Copyright: © 2015 by American Animal Hospital Association 2015
FIGURE 1 
FIGURE 1 

Left cranial parasternal short-axis view of the right atrium (RA) and the right ventricle (RV) with one of the pacing leads evident (top arrow) and hyperechoic material associated with the lead (three bottom arrows) as it crosses the tricuspid annulus (TV) and enters the right ventricle. The echocardiogram shows atrioventricular dissociation with a wide QRS complex, consistent with the originally diagnosed third-degree atrioventricular block and a right ventricular paced rhythm.


FIGURE 2 
FIGURE 2 

Continuous-wave spectral Doppler interrogation of the tricuspid valve demonstrating variable inflow velocities due to atrioventricular dissociation.
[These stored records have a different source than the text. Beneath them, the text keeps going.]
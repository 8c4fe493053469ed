//! Configuration Module
//!
//! Handles loading and managing cache service configuration from environment variables.

use std::env;
use std::time::Duration;

/// Cache service configuration parameters.
///
/// All values can be configured via environment variables with sensible defaults.
#[derive(Debug, Clone)]
pub struct Config {
    /// Distributed backend connection URL; `None` runs the in-process store only
    pub redis_url: Option<String>,
    /// Administrative switch; when false every cache call is a no-op
    pub cache_enabled: bool,
    /// HTTP server port for the admin surface
    pub server_port: u16,
    /// In-process sweep interval in seconds
    pub sweep_interval: u64,
    /// Reconnect retries after the first failed connect attempt
    pub max_retries: u32,
    /// Optional upper bound on a single distributed command, in milliseconds
    pub command_timeout_ms: Option<u64>,
}

impl Config {
    /// Creates a new Config by loading values from environment variables.
    ///
    /// # Environment Variables
    /// - `REDIS_URL` - Distributed backend URL (default: unset, in-process only)
    /// - `CACHE_ENABLED` - `true`/`false`, `1`/`0` (default: true)
    /// - `SERVER_PORT` - HTTP server port (default: 3000)
    /// - `SWEEP_INTERVAL` - Expired entry sweep frequency in seconds (default: 60)
    /// - `REDIS_MAX_RETRIES` - Connect retries before giving up (default: 3)
    /// - `REDIS_COMMAND_TIMEOUT_MS` - Per-command timeout (default: unset)
    pub fn from_env() -> Self {
        let defaults = Self::default();

        Self {
            redis_url: env::var("REDIS_URL")
                .ok()
                .map(|v| v.trim().to_string())
                .filter(|v| !v.is_empty()),
            cache_enabled: env::var("CACHE_ENABLED")
                .ok()
                .and_then(|v| parse_flag(&v))
                .unwrap_or(defaults.cache_enabled),
            server_port: env::var("SERVER_PORT")
                .ok()
                .and_then(|v| v.parse().ok())
                .unwrap_or(defaults.server_port),
            sweep_interval: env::var("SWEEP_INTERVAL")
                .ok()
                .and_then(|v| v.parse().ok())
                .filter(|v| *v > 0)
                .unwrap_or(defaults.sweep_interval),
            max_retries: env::var("REDIS_MAX_RETRIES")
                .ok()
                .and_then(|v| v.parse().ok())
                .unwrap_or(defaults.max_retries),
            command_timeout_ms: env::var("REDIS_COMMAND_TIMEOUT_MS")
                .ok()
                .and_then(|v| v.parse().ok())
                .filter(|v| *v > 0),
        }
    }

    /// Command timeout as a `Duration`, if configured.
    pub fn command_timeout(&self) -> Option<Duration> {
        self.command_timeout_ms.map(Duration::from_millis)
    }
}

impl Default for Config {
    fn default() -> Self {
        Self {
            redis_url: None,
            cache_enabled: true,
            server_port: 3000,
            sweep_interval: 60,
            max_retries: 3,
            command_timeout_ms: None,
        }
    }
}

fn parse_flag(raw: &str) -> Option<bool> {
    match raw.trim().to_ascii_lowercase().as_str() {
        "1" | "true" | "yes" | "on" => Some(true),
        "0" | "false" | "no" | "off" => Some(false),
        _ => None,
    }
}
Elevated tricuspid valve inflow velocity exceeding 3 m/sec after atrial contraction is identified, consistent with severe tricuspid valve stenosis. The echocardiogram shows atrioventricular dissociation with a wide QRS complex, consistent with the originally diagnosed third-degree atrioventricular block and a right ventricular paced rhythm. The P waves are identified with arrows.